For the past five or six years, I've been taking my data, applying steganography techniques to encrypt it into the background of porn images, and then distributing those images via usenet and a few porn sites I've whipped together (ok, ok, the bangbus videos.)
At any time when I need to recover the data, I just use google to find someone with a copy of my data, download, decrypt, and voila!
This is my cheapskate's Network Storage Device!
Infomation now is much more perminant than it was in the past, and digital has improved this a great deal. The amount of information we generate these days is enormous, far more than ever before the digital age. Thus it's not supprising much of it gets destroyed. For that matter, most of it isn't worth saving anyhow.
Books are not such a perminant media as you might think. They wear out, and can be destoryed. A good example is the Mayan Codices. Records seem to indicate there were thousands, however Spanish priests burned them as "works of the devil" during the European conquest of the Americas. Today only 4 remain.
Digital data can be so perminant because it is so easily copied. Perminance of data does not come form trying to make a single, eternal copy, but from having many copies all over the world. Digital data can be copied for essentially zero cost very easily. Thus it's easy to give it a great deal of robustness. Also, as new formats come out, you simply copy and convert the data. I have data on my harddrive today that orignally existed on 5.25" floppy for the Apple II. It has simply been copied and converted a number of times.
Finally, it's not like book are going away. On the contrary we publish millions of works a year amounting to billions of books.
You seem to have a false sense of perminance, as though in the past things were archived forever. That's not the case, actually, most data was lost, that's one of teh reasons we have such an incomplete picutre of history. You don't even know all that was lost, because the record of it even existing, if there was one, is also lost. What has survived is by chance, or by effort, not because we had some wonderful archival system.
You don't have to have something on an immutable, indestructable medium for it to survive. The Nordic Legends weren't written down for centuries, yet today we still have them. They were passed down, as an oral traditon for generations. There was no perminance to them other than stories in people's minds, yet they've durvived thousands of years.
The video files that your NLE uses are exact duplicates of the data your camera writes to DV tape. Take a hint from that and just save your DV tapes. All modern NLEs work with EDLs (edit decision lists), so save your session files, overlays, transition parameters, etc to a CDR and push the lock-tab on your master tapes. Keep your tapes labelled and organized so you wont have a problem finding them again. It's trivial to recreate your project at that point, and it thankfully isn't MPEG-compressed on a video DVD.
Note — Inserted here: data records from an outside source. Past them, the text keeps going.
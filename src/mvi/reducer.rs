//! Reducer trait for MVI architecture.

use super::intent::Intent;
use super::state::UiState;

/// Reducer transforms state based on intents.
///
/// It must be a pure function: (State, Intent) -> State. Logging is the
/// only side effect allowed.
pub trait Reducer {
    /// The state type this reducer operates on.
    type State: UiState;

    /// The intent type this reducer handles.
    type Intent: Intent;

    /// Process an intent and return the new state.
    fn reduce(state: Self::State, intent: Self::Intent) -> Self::State;
}
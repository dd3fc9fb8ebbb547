//! Wire protocol spoken by the remote UI generator.
//!
//! A frame is either one envelope or an `{"a2ui": [...]}` batch of them.
//! Each envelope carries one of `surfaceUpdate`, `dataModelUpdate`,
//! `deleteSurface`, or `beginRendering`.

mod envelope;

pub use envelope::{
    decode, unwrap_batch, BeginRendering, DataModelUpdate, DeleteSurface, Envelope, ProtocolError,
    SurfaceUpdate, BATCH_KEY, RECOGNIZED_KEYS,
};
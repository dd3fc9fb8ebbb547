//! Per-turn surface state and the reducer that mutates it.

mod reducer;
mod state;
mod tree;

pub use reducer::SurfaceReducer;
pub use state::{SurfacePhase, SurfaceState};
pub use tree::{render_order, TreeEntry};
//! `a2ui-sync`: stream or replay an A2UI turn and print the committed UI.
//!
//! Usage:
//!   a2ui-sync chat "show me a product card"
//!   a2ui-sync chat "hello" --endpoint http://localhost:8000/api/chat
//!   a2ui-sync replay capture.jsonl

use std::path::{Path, PathBuf};

use anyhow::{bail, Context, Result};
use clap::{Parser, Subcommand};
use serde_json::Value;

use a2ui_sync::config::Config;
use a2ui_sync::driver::{replay_turn, stream_turn};
use a2ui_sync::logging::init_tracing;
use a2ui_sync::scheduler::FrameTicker;
use a2ui_sync::session::{SessionId, SessionStore};
use a2ui_sync::surface::render_order;
use a2ui_sync::transport::{ChatClient, ReplaySource};

#[derive(Parser)]
#[command(name = "a2ui-sync", version)]
#[command(about = "Apply streamed A2UI envelopes and print the committed surface")]
struct Cli {
    #[command(subcommand)]
    command: Command,
}

#[derive(Subcommand)]
enum Command {
    /// Send a message to the chat endpoint and apply the reply
    Chat {
        message: String,

        /// Override the configured chat endpoint
        #[arg(long)]
        endpoint: Option<String>,

        /// Config file to use instead of the default location
        #[arg(long)]
        config: Option<PathBuf>,
    },
    /// Apply a captured stream (JSONL or SSE `data:` lines)
    Replay {
        file: PathBuf,

        /// Config file to use instead of the default location
        #[arg(long)]
        config: Option<PathBuf>,
    },
}

#[tokio::main(flavor = "current_thread")]
async fn main() -> Result<()> {
    init_tracing();
    let cli = Cli::parse();

    match cli.command {
        Command::Chat {
            message,
            endpoint,
            config,
        } => {
            let mut config = load_config(config.as_deref())?;
            if let Some(endpoint) = endpoint {
                config.transport.endpoint = endpoint;
                config.validate()?;
            }

            let (store, ticker) = build_store(&config);
            let client = ChatClient::new(&config.transport)?;
            let session = stream_turn(&store, &ticker, &client, &message).await?;
            report(&store, session)
        }
        Command::Replay { file, config } => {
            let config = load_config(config.as_deref())?;
            let mut source = ReplaySource::from_path(&file)
                .with_context(|| format!("Failed to open capture {}", file.display()))?;

            let (store, ticker) = build_store(&config);
            let session = replay_turn(&store, &ticker, &mut source).await?;
            report(&store, session)
        }
    }
}

fn load_config(path: Option<&Path>) -> Result<Config> {
    let config = match path {
        Some(path) => Config::load_from(path)?,
        None => Config::load()?,
    };
    Ok(config)
}

fn build_store(config: &Config) -> (SessionStore, FrameTicker) {
    let ticker = FrameTicker::new(config.scheduler.frame_interval());
    let store = SessionStore::new(config.scheduler.batch_config(), Box::new(ticker.clone()));
    (store, ticker)
}

fn report(store: &SessionStore, session: SessionId) -> Result<()> {
    let Some(surface) = store.snapshot(session) else {
        bail!("Session {} disappeared", session);
    };

    println!("render version {}", surface.render_version);
    match surface.root_id.as_deref() {
        Some(root) => println!("root {}", root),
        None => println!("root (none)"),
    }

    for entry in render_order(&surface) {
        let indent = "  ".repeat(entry.depth);
        let label = store
            .resolve_property(session, &entry.node.id, "text")
            .or_else(|| store.resolve_property(session, &entry.node.id, "label"))
            .map(|v| format!(" {}", short(&v)))
            .unwrap_or_default();
        println!("{}{} #{}{}", indent, entry.node.rendered_kind(), entry.node.id, label);
    }

    println!("{}", serde_json::to_string_pretty(&surface.data_model)?);

    if let Some(error) = store.error(session) {
        bail!("Stream ended with an error: {}", error);
    }
    Ok(())
}

fn short(value: &Value) -> String {
    let text = match value {
        Value::String(s) => s.clone(),
        other => other.to_string(),
    };
    if text.chars().count() > 60 {
        let cut: String = text.chars().take(57).collect();
        format!("{:?}", format!("{}...", cut))
    } else {
        format!("{:?}", text)
    }
}
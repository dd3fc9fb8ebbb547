//! Committed and staged state of one surface.

use std::collections::HashMap;

use serde_json::Value;

use crate::component::ComponentNode;
use crate::data_model::{empty_tree, get_at_path};
use crate::mvi::UiState;

/// Where a surface is in its lifecycle.
#[derive(Debug, Clone, Copy, PartialEq, Eq)]
pub enum SurfacePhase {
    /// Nothing committed, nothing staged.
    Empty,
    /// Staged changes waiting for `beginRendering`, nothing committed yet.
    Staged,
    /// Has rendered content.
    Committed,
}

/// Component set, data model, root pointer, and render version of one
/// surface.
///
/// Readers only ever look at the committed half. Pending components and
/// data become visible together on the next `beginRendering`.
#[derive(Debug, Clone, PartialEq)]
pub struct SurfaceState {
    pub committed: HashMap<String, ComponentNode>,
    pub pending: HashMap<String, ComponentNode>,
    pub data_model: Value,
    pub pending_data_model: Value,
    pub root_id: Option<String>,
    /// Bumped by exactly one on every commit and every delete.
    pub render_version: u64,
}

impl Default for SurfaceState {
    fn default() -> Self {
        Self {
            committed: HashMap::new(),
            pending: HashMap::new(),
            data_model: empty_tree(),
            pending_data_model: empty_tree(),
            root_id: None,
            render_version: 0,
        }
    }
}

impl UiState for SurfaceState {}

impl SurfaceState {
    pub fn phase(&self) -> SurfacePhase {
        if self.root_id.is_some() || !self.committed.is_empty() {
            SurfacePhase::Committed
        } else if self.has_staged_changes() {
            SurfacePhase::Staged
        } else {
            SurfacePhase::Empty
        }
    }

    /// Whether anything is waiting for the next commit.
    pub fn has_staged_changes(&self) -> bool {
        !self.pending.is_empty() || !is_empty_tree(&self.pending_data_model)
    }

    /// Committed component by id.
    pub fn component(&self, id: &str) -> Option<&ComponentNode> {
        self.committed.get(id)
    }

    /// Committed data-model value at `path`.
    pub fn data_at_path(&self, path: &str) -> Option<&Value> {
        get_at_path(&self.data_model, path)
    }
}

fn is_empty_tree(tree: &Value) -> bool {
    tree.as_object().map_or(true, |map| map.is_empty())
}

#[cfg(test)]
mod tests {
    use super::*;
    use crate::component::validate;
    use serde_json::json;

    #[test]
    fn default_is_empty() {
        let state = SurfaceState::default();
        assert_eq!(state.phase(), SurfacePhase::Empty);
        assert_eq!(state.render_version, 0);
        assert_eq!(state.data_model, json!({}));
        assert!(state.root_id.is_none());
    }

    #[test]
    fn pending_components_make_it_staged() {
        let mut state = SurfaceState::default();
        let node = validate(json!({"id": "a", "component": {"Divider": {}}})).expect("node");
        state.pending.insert(node.id.clone(), node);
        assert_eq!(state.phase(), SurfacePhase::Staged);
        assert!(state.component("a").is_none());
    }

    #[test]
    fn pending_data_makes_it_staged() {
        let state = SurfaceState {
            pending_data_model: json!({"k": 1}),
            ..SurfaceState::default()
        };
        assert_eq!(state.phase(), SurfacePhase::Staged);
        assert!(state.data_at_path("k").is_none());
    }

    #[test]
    fn root_makes_it_committed() {
        let state = SurfaceState {
            root_id: Some("root".to_string()),
            ..SurfaceState::default()
        };
        assert_eq!(state.phase(), SurfacePhase::Committed);
    }
}
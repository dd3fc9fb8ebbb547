//! Component payload validation and repair.
//!
//! A generator emits components as `{id, component: {<Kind>: {...props}}}`.
//! This module turns those payloads into [`ComponentNode`]s: legacy field
//! shapes are repaired, the kind is checked against a closed set, and the
//! child references are derived from a declarative table.

mod children;
mod kind;
mod repair;
mod validate;

use serde_json::{Map, Value};

pub use children::{child_paths, extract_children, ChildPath};
pub use kind::{ComponentKind, NodeKind};
pub use repair::{literal, repair};
pub use validate::validate;

/// One renderable unit of a surface.
#[derive(Debug, Clone, PartialEq)]
pub struct ComponentNode {
    /// Unique key within a surface.
    pub id: String,
    pub kind: NodeKind,
    /// Open property map, after repair.
    pub properties: Map<String, Value>,
    /// Child ids derived from `properties`, never read from the wire.
    pub children: Vec<String>,
}

impl ComponentNode {
    /// Kind the renderer should draw for this node.
    pub fn rendered_kind(&self) -> ComponentKind {
        self.kind.rendered_as()
    }
}
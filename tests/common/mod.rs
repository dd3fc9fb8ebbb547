//! Shared test utilities and mock infrastructure.

#![allow(dead_code, unused_imports)]

pub mod mock_server;

use a2ui_sync::scheduler::{BatchConfig, FrameTicker, TickSource};
use a2ui_sync::session::SessionStore;
use parking_lot::Mutex;
use serde_json::{json, Value};
use std::path::PathBuf;
use std::sync::Arc;
use std::time::Duration;
use tempfile::TempDir;

/// Tick source that only records what the scheduler asked for.
#[derive(Clone, Default)]
pub struct RecordingTicks {
    pub log: Arc<Mutex<Vec<&'static str>>>,
}

impl RecordingTicks {
    pub fn calls(&self) -> Vec<&'static str> {
        self.log.lock().clone()
    }
}

impl TickSource for RecordingTicks {
    fn schedule(&mut self) {
        self.log.lock().push("schedule");
    }

    fn cancel(&mut self) {
        self.log.lock().push("cancel");
    }
}

/// Store driven by hand through `on_tick`/`flush`.
pub fn manual_store() -> (SessionStore, RecordingTicks) {
    let ticks = RecordingTicks::default();
    let store = SessionStore::new(BatchConfig::default(), Box::new(ticks.clone()));
    (store, ticks)
}

/// Store paced by a real frame ticker.
pub fn ticking_store(interval: Duration) -> (SessionStore, FrameTicker) {
    let ticker = FrameTicker::new(interval);
    let store = SessionStore::new(
        BatchConfig {
            frame_interval: interval,
            burst_threshold: 50,
        },
        Box::new(ticker.clone()),
    );
    (store, ticker)
}

// -- Envelope builders --------------------------------------------------------

pub fn surface_update(components: Vec<Value>) -> Value {
    json!({"surfaceUpdate": {"surfaceId": "main", "components": components}})
}

pub fn text(id: &str, value: &str) -> Value {
    json!({"id": id, "component": {"Text": {"text": {"literalString": value}}}})
}

pub fn column(id: &str, children: &[&str]) -> Value {
    json!({"id": id, "component": {"Column": {"children": {"explicitList": children}}}})
}

pub fn begin(root: &str) -> Value {
    json!({"beginRendering": {"surfaceId": "main", "root": root}})
}

pub fn data_update(path: Option<&str>, contents: Value) -> Value {
    match path {
        Some(path) => json!({"dataModelUpdate": {"surfaceId": "main", "path": path, "contents": contents}}),
        None => json!({"dataModelUpdate": {"surfaceId": "main", "contents": contents}}),
    }
}

pub fn delete() -> Value {
    json!({"deleteSurface": {"surfaceId": "main"}})
}

/// Create a temporary config file with the given TOML content.
pub fn temp_config(content: &str) -> (TempDir, PathBuf) {
    let temp_dir = TempDir::new().expect("Failed to create temp dir");
    let config_path = temp_dir.path().join("config.toml");
    std::fs::write(&config_path, content).expect("Failed to write config");
    (temp_dir, config_path)
}
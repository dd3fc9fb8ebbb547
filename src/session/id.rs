use std::fmt;

use uuid::Uuid;

/// Identifies one conversation turn and the surface it owns.
#[derive(Debug, Clone, Copy, PartialEq, Eq, Hash)]
pub struct SessionId(Uuid);

impl SessionId {
    pub fn new() -> Self {
        Self(Uuid::new_v4())
    }

    pub fn as_uuid(&self) -> &Uuid {
        &self.0
    }
}

impl Default for SessionId {
    fn default() -> Self {
        Self::new()
    }
}

impl fmt::Display for SessionId {
    fn fmt(&self, f: &mut fmt::Formatter<'_>) -> fmt::Result {
        write!(f, "{}", self.0)
    }
}
//! Model-View-Intent (MVI) primitives for the surface store.
//!
//! # Architecture
//!
//! ```text
//! Envelope ──→ Reducer ──→ SurfaceState ──→ Renderer
//!    ↑                                        │
//!    └──────────── generator stream ──────────┘
//! ```
//!
//! - **State**: self-contained value holding everything a renderer reads
//! - **Intent**: one decoded protocol message
//! - **Reducer**: the only place state transitions happen

mod intent;
mod reducer;
mod state;

pub use intent::Intent;
pub use reducer::Reducer;
pub use state::UiState;
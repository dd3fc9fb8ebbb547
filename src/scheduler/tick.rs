//! Tick sources: "call me on the next display frame".

use std::sync::Arc;
use std::time::Duration;

use parking_lot::Mutex;
use tokio::sync::Notify;
use tokio::time::Instant;

/// Something that can deliver one tick on the next display frame.
///
/// Requests are one-shot: after a tick is delivered the source is idle
/// until `schedule` is called again. Scheduling twice before the frame
/// still yields a single tick.
pub trait TickSource: Send {
    /// Request a tick on the next frame.
    fn schedule(&mut self);

    /// Drop any outstanding request.
    fn cancel(&mut self);
}

/// Frame-paced tick source for the tokio runtime.
///
/// The scheduler holds one clone and arms it; the task driving a stream
/// holds another and awaits [`FrameTicker::wait`]. Each request fires one
/// frame interval after it was made, even if `wait` is dropped and
/// re-created in between.
#[derive(Clone)]
pub struct FrameTicker {
    deadline: Arc<Mutex<Option<Instant>>>,
    wake: Arc<Notify>,
    interval: Duration,
}

impl FrameTicker {
    pub fn new(interval: Duration) -> Self {
        Self {
            deadline: Arc::new(Mutex::new(None)),
            wake: Arc::new(Notify::new()),
            interval,
        }
    }

    pub fn is_armed(&self) -> bool {
        self.deadline.lock().is_some()
    }

    /// Resolve on the next armed frame, returning the frame timestamp.
    ///
    /// Never resolves while nothing is scheduled. A request cancelled
    /// during the frame wait does not fire.
    pub async fn wait(&self) -> Instant {
        loop {
            // Register interest before checking the deadline so a schedule()
            // racing with the check is not lost.
            let notified = self.wake.notified();
            tokio::pin!(notified);
            notified.as_mut().enable();

            let armed = *self.deadline.lock();
            match armed {
                Some(deadline) => {
                    tokio::time::sleep_until(deadline).await;
                    let mut slot = self.deadline.lock();
                    if *slot == Some(deadline) {
                        *slot = None;
                        return Instant::now();
                    }
                }
                None => notified.await,
            }
        }
    }
}

impl TickSource for FrameTicker {
    fn schedule(&mut self) {
        let mut slot = self.deadline.lock();
        if slot.is_none() {
            *slot = Some(Instant::now() + self.interval);
            self.wake.notify_waiters();
        }
    }

    fn cancel(&mut self) {
        *self.deadline.lock() = None;
    }
}
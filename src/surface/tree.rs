//! Walking the committed component tree from the root.

use std::collections::HashSet;

use crate::component::ComponentNode;

use super::state::SurfaceState;

/// A committed node together with its depth below the root.
#[derive(Debug, Clone, Copy, PartialEq)]
pub struct TreeEntry<'a> {
    pub depth: usize,
    pub node: &'a ComponentNode,
}

/// Committed nodes reachable from the root, depth-first, pre-order.
///
/// Ids that are not committed are skipped (they render as empty). A node
/// that is already an ancestor on the current path is not entered again,
/// so cyclic references terminate.
pub fn render_order(state: &SurfaceState) -> Vec<TreeEntry<'_>> {
    let mut out = Vec::new();
    if let Some(root) = state.root_id.as_deref() {
        let mut ancestors = HashSet::new();
        visit(state, root, 0, &mut ancestors, &mut out);
    }
    out
}

fn visit<'a>(
    state: &'a SurfaceState,
    id: &'a str,
    depth: usize,
    ancestors: &mut HashSet<&'a str>,
    out: &mut Vec<TreeEntry<'a>>,
) {
    let Some(node) = state.committed.get(id) else {
        return;
    };
    if !ancestors.insert(id) {
        tracing::debug!(id = %id, "Skipping cyclic child reference");
        return;
    }

    out.push(TreeEntry { depth, node });
    for child in &node.children {
        visit(state, child, depth + 1, ancestors, out);
    }

    ancestors.remove(id);
}
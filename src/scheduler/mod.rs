//! Frame-paced batching of inbound envelopes.

mod batch;
mod tick;

pub use batch::{BatchConfig, BatchScheduler, QueuedEnvelope, TickOutcome};
pub use tick::{FrameTicker, TickSource};
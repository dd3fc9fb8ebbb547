//! Delivery of protocol frames from the generator.
//!
//! The live path POSTs to the chat endpoint and decodes the SSE body; the
//! replay path reads a capture file. Both yield [`Frame`]s through
//! [`FrameSource`].

mod client;
mod error;
mod replay;
mod source;
mod sse;

pub use client::{ChatClient, ChatStream};
pub use error::TransportError;
pub use replay::ReplaySource;
pub use source::FrameSource;
pub use sse::{Frame, SseDecoder, DONE_SENTINEL};
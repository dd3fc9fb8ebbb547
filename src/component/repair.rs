//! Repairs for common generator mistakes in component payloads.
//!
//! Generators frequently emit legacy or bare-value property forms. These
//! are upgraded to the literal-wrapper convention before validation so the
//! renderer only ever sees one shape per field.

use serde_json::{json, Map, Value};

const DEFAULT_ICON: &str = "help";
const DEFAULT_TEXT_USAGE: &str = "body";
const DEFAULT_IMAGE_FIT: &str = "cover";

/// Normalize a raw `{id, component: {<Kind>: {...}}}` payload.
///
/// Never fails: anything that does not match a known repair is returned
/// as-is.
pub fn repair(mut raw: Value) -> Value {
    let Some(component) = raw.get_mut("component").and_then(Value::as_object_mut) else {
        return raw;
    };
    let Some((kind, props)) = component.iter_mut().next() else {
        return raw;
    };
    if kind == "Icon" && !props.is_object() {
        *props = Value::Object(Map::new());
    }
    let Some(props) = props.as_object_mut() else {
        return raw;
    };

    match kind.as_str() {
        "Icon" => repair_icon(props),
        "Text" => repair_text(props),
        "Image" => repair_image(props),
        _ => {}
    }

    raw
}

/// Icon names arrive in several shapes. Resolution order:
/// `icon.materialIcon.name`, `materialIcon.name`, bare string `name`.
/// An existing `name.literalString` is left untouched.
fn repair_icon(props: &mut Map<String, Value>) {
    let resolved = non_empty_str(props, &["icon", "materialIcon", "name"])
        .or_else(|| non_empty_str(props, &["materialIcon", "name"]))
        .or_else(|| props.get("name").and_then(Value::as_str))
        .map(str::to_string);

    if resolved.is_none() && non_empty_str(props, &["name", "literalString"]).is_some() {
        return;
    }

    let name = resolved.unwrap_or_else(|| DEFAULT_ICON.to_string());
    props.clear();
    props.insert("name".to_string(), literal(name));
}

fn repair_text(props: &mut Map<String, Value>) {
    if let Some(Value::String(text)) = props.get_mut("text") {
        let text = std::mem::take(text);
        props.insert("text".to_string(), literal(text));
    }
    if is_blank(props.get("usageHint")) {
        props.insert("usageHint".to_string(), json!(DEFAULT_TEXT_USAGE));
    }
}

fn repair_image(props: &mut Map<String, Value>) {
    if let Some(Value::String(url)) = props.get_mut("url") {
        let url = std::mem::take(url);
        props.insert("url".to_string(), literal(url));
    }
    if is_blank(props.get("fit")) {
        props.insert("fit".to_string(), json!(DEFAULT_IMAGE_FIT));
    }
}

/// `{literalString: value}`
pub fn literal(value: impl Into<String>) -> Value {
    json!({ "literalString": value.into() })
}

fn non_empty_str<'a>(props: &'a Map<String, Value>, path: &[&str]) -> Option<&'a str> {
    let (first, rest) = path.split_first()?;
    let mut current = props.get(*first)?;
    for segment in rest {
        current = current.get(*segment)?;
    }
    current.as_str().filter(|s| !s.is_empty())
}

fn is_blank(value: Option<&Value>) -> bool {
    match value {
        None | Some(Value::Null) => true,
        Some(Value::String(s)) => s.is_empty(),
        Some(_) => false,
    }
}
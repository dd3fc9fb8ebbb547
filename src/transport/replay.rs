//! Offline frame source reading a captured stream.

use std::collections::VecDeque;
use std::path::Path;

use async_trait::async_trait;

use super::sse::Frame;
use super::{FrameSource, TransportError};

/// Frames read from a capture file.
///
/// Each non-blank line is one frame, either raw JSON or an SSE `data:`
/// line. Lines that do not parse are skipped.
#[derive(Debug, Default)]
pub struct ReplaySource {
    frames: VecDeque<Frame>,
}

impl ReplaySource {
    pub fn from_text(text: &str) -> Self {
        let mut frames = VecDeque::new();
        for (index, line) in text.lines().enumerate() {
            let line = line.trim();
            if line.is_empty() || line.starts_with(':') {
                continue;
            }
            let data = line.strip_prefix("data:").unwrap_or(line);
            match Frame::parse(data) {
                Ok(frame) => frames.push_back(frame),
                Err(e) => {
                    tracing::warn!(line = index + 1, error = %e, "Skipping unparseable capture line")
                }
            }
        }
        Self { frames }
    }

    pub fn from_path(path: &Path) -> Result<Self, TransportError> {
        let text = std::fs::read_to_string(path)?;
        Ok(Self::from_text(&text))
    }

    pub fn len(&self) -> usize {
        self.frames.len()
    }

    pub fn is_empty(&self) -> bool {
        self.frames.is_empty()
    }
}

#[async_trait]
impl FrameSource for ReplaySource {
    async fn next_frame(&mut self) -> Result<Option<Frame>, TransportError> {
        Ok(self.frames.pop_front())
    }
}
Alternately, all modern NLEs have 'export to tape' functions. Just record your final product back out to your DV deck or DV camera and make a master archive on tape.
A HDD will last about 10 years with constant use, but just sitting on the shelf in a dry enviorment it should last pretty much forever. Optical media on the otherhand slowly reacts with the air and light.
Anyway the big problem with optical is that you can only store 4.7 gigs on a DVDR, which is nothing to this guy. HDD's and Tape are the only possible solutions for this guys problem. I'd go with two HD's on firewire or USB2.0 and storing atleast one of them off site at the end of the day. Tape can be ok too but what is the seek time like on todays tech? If he is looking for one clip is he going to have to ff through the whole tape?
The answer to me seems like some form of software raid setup for write once only to external HD's.
God, root, what is the difference?
No.
They are a minimally acceptable backup media for short-term storage.
Consider the fact that with tapes, you really just have to worry about tape errors. If the tape drive fails, you can use another.
With hard drives, you have to worry not only about errors on the drive, but about hardware failures in the electronics as well.
In 10 years, that hard drive will probably be dead no matter what you do. But a properly stored tape backup would still be around.